1) Build a portfolio before you look for a job (film shorts starring you with
your friends before moving).

2) Engage with the industry as much as possible before moving, read blogs,
follow industry folks on twitter, etc.

3) Plan excessively. Pick a few areas you could feasibly live in in LA. Try to
line up roommates. Start tracking interviews you would go to now so you know
how to find them. Maybe check into who they end up casting so you can get a
better sense of what the ads are looking for.

Benefits of this approach include: having provable experience, familiarizing
yourself with the industry, possibly having a network to tap, at least knowing
some people in town.

Enjoy LA.

------
da02
I'm not an actor, but if you watch The Kevin Pollak Chat Show it might give
you lots of info.

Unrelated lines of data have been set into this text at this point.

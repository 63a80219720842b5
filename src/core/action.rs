//! # Actions
//!
//! Everything that can happen in Copilot Chat becomes an `Action`.
//! User presses Enter in the composer? That's `Action::SubmitDraft`.
//! The backend acknowledges the write? That's `Action::MessageSent { .. }`.
//!
//! The `update()` function takes the current state and an action, mutates
//! the state, and returns the `Effect`s the dispatcher should run. No I/O
//! happens here.
//!
//! ```text
//! State + Action  →  update()  →  New State + Vec<Effect>
//! ```
//!
//! Results of effects come back as actions, so the whole session can be
//! replayed (and tested) without a network.

use std::time::Instant;

use chrono::Utc;
use log::{debug, info, warn};
use uuid::Uuid;

use crate::backend::{
    AuthSession, ChangeEvent, ConversationSummary, Message, NewMessage, Profile, ProfileUpdate,
    SignUpOutcome, SignUpProfile, StartedConversation, SubscriptionHandle,
};
use crate::core::auth::{AuthMode, Credentials};
use crate::core::composer::Submission;
use crate::core::copilot::{CopilotError, CopilotRequest, Purpose, Resolution};
use crate::core::route::{Guarded, Route};
use crate::core::state::App;
use crate::core::thread::ThreadCommand;
use crate::core::toast::Notice;
use crate::inference::CannedAction;

#[derive(Debug)]
pub enum Action {
    Quit,
    /// Periodic clock: expires toasts, fires debounced copilot requests.
    Tick(Instant),
    Navigate(Route),

    // Session
    SessionRestored(Option<AuthSession>),
    SubmitAuth,
    SignedIn(Result<AuthSession, String>),
    SignedUp(Result<SignUpOutcome, String>),
    SignOut,
    SignedOut(Result<(), String>),
    /// The dispatcher swapped in a new access token.
    SessionRefreshed(AuthSession),
    /// The refresh token was refused while the app was running.
    SessionLost,

    // Profile
    ProfileLoaded(Result<Profile, String>),
    SaveProfile,
    ProfileSaved(Result<ProfileUpdate, String>),

    // Conversations
    RefreshConversations,
    ConversationsLoaded(Result<Vec<ConversationSummary>, String>),
    SelectConversation(Uuid),
    CloseConversation,
    SearchUsers,
    SearchResults {
        query: String,
        result: Result<Vec<Profile>, String>,
    },
    StartConversation(Uuid),
    ConversationStarted(Result<StartedConversation, String>),
    DeleteConversation(Uuid),
    ConversationDeleted {
        id: Uuid,
        result: Result<(), String>,
    },
    ClearConversation(Uuid),
    ConversationCleared {
        id: Uuid,
        result: Result<(), String>,
    },

    // Thread
    HistoryLoaded {
        generation: u64,
        result: Result<Vec<Message>, String>,
    },
    Subscribed {
        generation: u64,
        handle: SubscriptionHandle,
    },
    SubscribeFailed {
        generation: u64,
        error: String,
    },
    FeedEvent {
        subscription_id: u64,
        event: ChangeEvent,
    },

    // Composer
    DraftChanged(String),
    SubmitDraft,
    /// Ack for a send made while `conversation_id` was open.
    MessageSent {
        conversation_id: Uuid,
        result: Result<Message, String>,
    },
    BeginEdit(Uuid),
    CancelEdit,
    MessageEdited {
        conversation_id: Uuid,
        id: Uuid,
        content: String,
        result: Result<(), String>,
    },
    PickEmoji,
    /// Sets (or clears) the text the copilot works on.
    SelectText(Option<String>),

    // Copilot
    RunCannedAction(CannedAction),
    Translate(String),
    ApplyInstructions,
    UseSuggestion,
    SubmitCopilotChat,
    InsertReply(Option<usize>),
    ReconnectCopilot,
    CopilotResult {
        seq: u64,
        purpose: Purpose,
        result: Result<String, CopilotError>,
    },
}

/// Side effects requested by `update`, executed by the dispatcher.
#[derive(Debug, Clone, PartialEq)]
pub enum Effect {
    Quit,
    RestoreSession,
    PersistSession(AuthSession),
    ForgetSession,
    SignIn {
        email: String,
        password: String,
    },
    SignUp {
        email: String,
        password: String,
        profile: SignUpProfile,
    },
    SignOut {
        access_token: String,
    },
    FetchProfile(Uuid),
    SaveProfile {
        user_id: Uuid,
        update: ProfileUpdate,
    },
    LoadConversations(Uuid),
    SearchUsers {
        query: String,
        exclude: Uuid,
    },
    StartConversation {
        me: Uuid,
        target: Uuid,
    },
    DeleteConversation(Uuid),
    ClearConversation(Uuid),
    FetchHistory {
        conversation_id: Uuid,
        generation: u64,
    },
    OpenFeed {
        conversation_id: Uuid,
        generation: u64,
    },
    CloseFeed(SubscriptionHandle),
    SendMessage(NewMessage),
    EditMessage {
        conversation_id: Uuid,
        id: Uuid,
        content: String,
    },
    Generate(CopilotRequest),
}

impl From<ThreadCommand> for Effect {
    fn from(command: ThreadCommand) -> Self {
        match command {
            ThreadCommand::Fetch {
                conversation_id,
                generation,
            } => Effect::FetchHistory {
                conversation_id,
                generation,
            },
            ThreadCommand::Open {
                conversation_id,
                generation,
            } => Effect::OpenFeed {
                conversation_id,
                generation,
            },
            ThreadCommand::Close(handle) => Effect::CloseFeed(handle),
        }
    }
}

fn effects(commands: Vec<ThreadCommand>) -> Vec<Effect> {
    commands.into_iter().map(Effect::from).collect()
}

/// Effects to run once at startup.
pub fn start(app: &mut App) -> Vec<Effect> {
    app.restoring = true;
    vec![Effect::RestoreSession]
}
//! Emoji picker palette and grid navigation.

pub const COLUMNS: usize = 10;

pub const PALETTE: [&str; 60] = [
    "😀", "😃", "😄", "😁", "😅", "😂", "🤣", "😊", "😇", "🙂",
    "😉", "😌", "😍", "🥰", "😘", "😗", "😙", "😚", "😋", "😛",
    "😝", "😜", "🤪", "🤨", "🧐", "🤓", "😎", "🤩", "🥳", "😏",
    "😒", "😞", "😔", "😟", "😕", "🙁", "😣", "😖", "😫", "😩",
    "👍", "👎", "👌", "✌️", "🤞", "🤟", "🤘", "🤙", "👈", "👉",
    "❤️", "🧡", "💛", "💚", "💙", "💜", "🖤", "🤍", "🤎", "💔",
];

#[derive(Debug, Clone, Copy, PartialEq, Eq)]
pub enum Direction {
    Up,
    Down,
    Left,
    Right,
}

#[derive(Debug, Default)]
pub struct EmojiPicker {
    pub open: bool,
    cursor: usize,
}

impl EmojiPicker {
    pub fn toggle(&mut self) {
        self.open = !self.open;
    }

    pub fn close(&mut self) {
        self.open = false;
    }

    pub fn cursor(&self) -> usize {
        self.cursor
    }

    pub fn current(&self) -> &'static str {
        PALETTE[self.cursor]
    }

    /// Moves within the grid. Left/right wrap across row ends; up/down
    /// wrap between the first and last row of the same column.
    pub fn step(&mut self, direction: Direction) {
        let len = PALETTE.len();
        let rows = len.div_ceil(COLUMNS);
        let (row, col) = (self.cursor / COLUMNS, self.cursor % COLUMNS);
        self.cursor = match direction {
            Direction::Left => (self.cursor + len - 1) % len,
            Direction::Right => (self.cursor + 1) % len,
            Direction::Up => ((row + rows - 1) % rows) * COLUMNS + col,
            Direction::Down => ((row + 1) % rows) * COLUMNS + col,
        }
        .min(len - 1);
    }

    /// Returns the highlighted emoji and closes the picker.
    pub fn pick(&mut self) -> &'static str {
        self.open = false;
        self.current()
    }
}
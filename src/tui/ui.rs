//! Frame layout: title bar on top, then whatever screen the route guard
//! picked. The chat screen splits into sidebar, thread + composer, and the
//! optional copilot panel, with the emoji and user search overlays on top.

use chrono::Utc;
use ratatui::Frame;
use ratatui::layout::{Constraint, Layout, Rect};

use crate::core::profile::welcome_line;
use crate::core::route::{Guarded, Route};
use crate::core::state::App;
use crate::tui::component::Component;
use crate::tui::components::{
    AuthScreen, ConversationSidebar, CopilotView, EmojiGrid, LandingPage, LoadingScreen,
    MessageList, NotFoundScreen, ProfileScreen, TitleBar, UserSearchDialog, centered_rect,
};
use crate::tui::{Pane, TuiState};

const SIDEBAR_WIDTH: u16 = 32;

pub fn draw_ui(frame: &mut Frame, app: &App, tui: &mut TuiState) {
    use Constraint::{Length, Min};
    let [title_area, main_area] = Layout::vertical([Length(1), Min(0)]).areas(frame.area());

    let screen = app.screen();
    let screen_name = match screen {
        Guarded::Loading => "Loading",
        Guarded::Show(route) => route.title(),
    };
    let welcome = welcome_line(app.me()).or_else(|| {
        (!app.status_message.is_empty()).then(|| app.status_message.clone())
    });
    let toast = app.toasts.latest().map(|toast| toast.notice.clone());
    TitleBar::new(screen_name, welcome, toast).render(frame, title_area);

    match screen {
        Guarded::Loading => LoadingScreen {
            frame_index: tui.spinner_frame,
        }
        .render(frame, main_area),
        Guarded::Show(Route::Landing) => LandingPage.render(frame, main_area),
        Guarded::Show(Route::Login | Route::Register) => {
            AuthScreen::new(&app.auth_form).render(frame, main_area)
        }
        Guarded::Show(Route::Profile) => {
            let email = app.session.as_ref().and_then(|s| s.user.email.as_deref());
            ProfileScreen::new(&app.profile, email).render(frame, main_area)
        }
        Guarded::Show(Route::NotFound) => NotFoundScreen.render(frame, main_area),
        Guarded::Show(Route::Chat) => draw_chat(frame, main_area, app, tui),
    }
}

fn draw_chat(frame: &mut Frame, area: Rect, app: &App, tui: &mut TuiState) {
    use Constraint::{Length, Min, Percentage};

    let [sidebar_area, center_area, copilot_area] = if app.copilot.open {
        Layout::horizontal([Length(SIDEBAR_WIDTH), Min(0), Percentage(35)]).areas(area)
    } else {
        Layout::horizontal([Length(SIDEBAR_WIDTH), Min(0), Length(0)]).areas(area)
    };

    ConversationSidebar::new(
        &app.conversations,
        tui.focus == Pane::Conversations,
        Utc::now(),
    )
    .render(frame, sidebar_area);

    let composer_height = tui.input_box.calculate_height(center_area.width);
    let [thread_area, composer_area] =
        Layout::vertical([Min(0), Length(composer_height)]).areas(center_area);

    let conversation = app.thread.conversation_id().map(|id| {
        app.conversations
            .get(id)
            .map(|summary| summary.display_name())
            .unwrap_or("Conversation")
    });
    MessageList {
        state: &mut tui.message_list,
        messages: app.thread.messages(),
        status: app.thread.status(),
        conversation,
        me: app.user_id(),
        editing: app.composer.editing(),
        focused: tui.focus == Pane::Thread,
    }
    .render(frame, thread_area);

    tui.input_box.render(frame, composer_area);

    if app.copilot.open {
        CopilotView::new(
            &app.copilot,
            app.selection.as_deref(),
            tui.focus == Pane::Copilot,
        )
        .render(frame, copilot_area);
    }

    if app.emoji.open {
        let (width, height) = EmojiGrid::size();
        let width = width.min(center_area.width);
        let height = height.min(composer_area.y.saturating_sub(center_area.y));
        let popup = Rect {
            x: composer_area.right().saturating_sub(width),
            y: composer_area.y.saturating_sub(height),
            width,
            height,
        };
        EmojiGrid::new(&app.emoji).render(frame, popup);
    }

    if app.user_search.open {
        UserSearchDialog::new(&app.user_search).render(frame, centered_rect(60, 50, area));
    }
}

#[cfg(test)]
mod tests {
    use super::*;
    use crate::backend::{ConversationSummary, Message};
    use crate::core::action::{Action, update};
    use crate::test_support::{test_app, test_profile, test_session};
    use ratatui::Terminal;
    use ratatui::backend::TestBackend;
    use uuid::Uuid;

    fn rendered(app: &App, tui: &mut TuiState) -> String {
        let backend = TestBackend::new(120, 30);
        let mut terminal = Terminal::new(backend).unwrap();
        terminal.draw(|f| draw_ui(f, app, tui)).unwrap();
        terminal
            .backend()
            .buffer()
            .content()
            .iter()
            .map(|c| c.symbol())
            .collect::<String>()
    }

    fn signed_in_app() -> App {
        let mut app = test_app();
        let session = test_session();
        let me = session.user.id;
        app.session = Some(session);
        app.profile.on_loaded(test_profile(me, "ann"));
        app
    }

    #[test]
    fn test_guard_shows_login_without_session() {
        let app = test_app();
        let text = rendered(&app, &mut TuiState::new());
        assert!(text.contains("Sign in"));
    }

    #[test]
    fn test_restoring_shows_spinner() {
        let mut app = test_app();
        app.restoring = true;
        let text = rendered(&app, &mut TuiState::new());
        assert!(text.contains("Restoring your session"));
    }

    #[test]
    fn test_chat_layout_with_open_conversation() {
        let mut app = signed_in_app();
        let me = app.user_id().unwrap();
        let bob = Uuid::new_v4();
        let id = Uuid::new_v4();
        update(
            &mut app,
            Action::ConversationsLoaded(Ok(vec![ConversationSummary {
                id,
                last_message: Some("see you".into()),
                last_message_at: Some(Utc::now()),
                updated_at: None,
                other_user: Some(test_profile(bob, "bob")),
            }])),
        );
        let effects = update(&mut app, Action::SelectConversation(id));
        assert!(!effects.is_empty());
        let generation = app.thread.generation();
        update(
            &mut app,
            Action::HistoryLoaded {
                generation,
                result: Ok(vec![Message {
                    id: Uuid::new_v4(),
                    conversation_id: id,
                    user_id: me,
                    content: "lunch at noon?".into(),
                    created_at: Utc::now(),
                    updated_at: None,
                    is_edited: false,
                }]),
            },
        );

        let text = rendered(&app, &mut TuiState::new());
        assert!(text.contains("Copilot Chat"));
        assert!(text.contains("bob"));
        assert!(text.contains("lunch at noon?"));
        assert!(text.contains("Message"));
    }

    #[test]
    fn test_overlays_render_on_top() {
        let mut app = signed_in_app();
        app.user_search.open();
        let text = rendered(&app, &mut TuiState::new());
        assert!(text.contains("New conversation"));

        app.user_search.close();
        app.copilot.open = true;
        app.emoji.open = true;
        let text = rendered(&app, &mut TuiState::new());
        assert!(text.contains("AI Copilot"));
        assert!(text.contains(app.emoji.current()));
    }
}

They talk about the highs and lows of the LA and NY acting
scene.

Here's one:
[http://www.youtube.com/watch?feature=player_detailpage&v=Qj_...](http://www.youtube.com/watch?feature=player_detailpage&v=Qj_ua3xjBiI#t=1093)

And this one: [http://www.youtube.com/watch?list=UU1Jnt2IJ5HWjaYz-
EPzglbg&f...](http://www.youtube.com/watch?list=UU1Jnt2IJ5HWjaYz-
EPzglbg&feature=player_detailpage&v=t3-6Btd609w#t=246)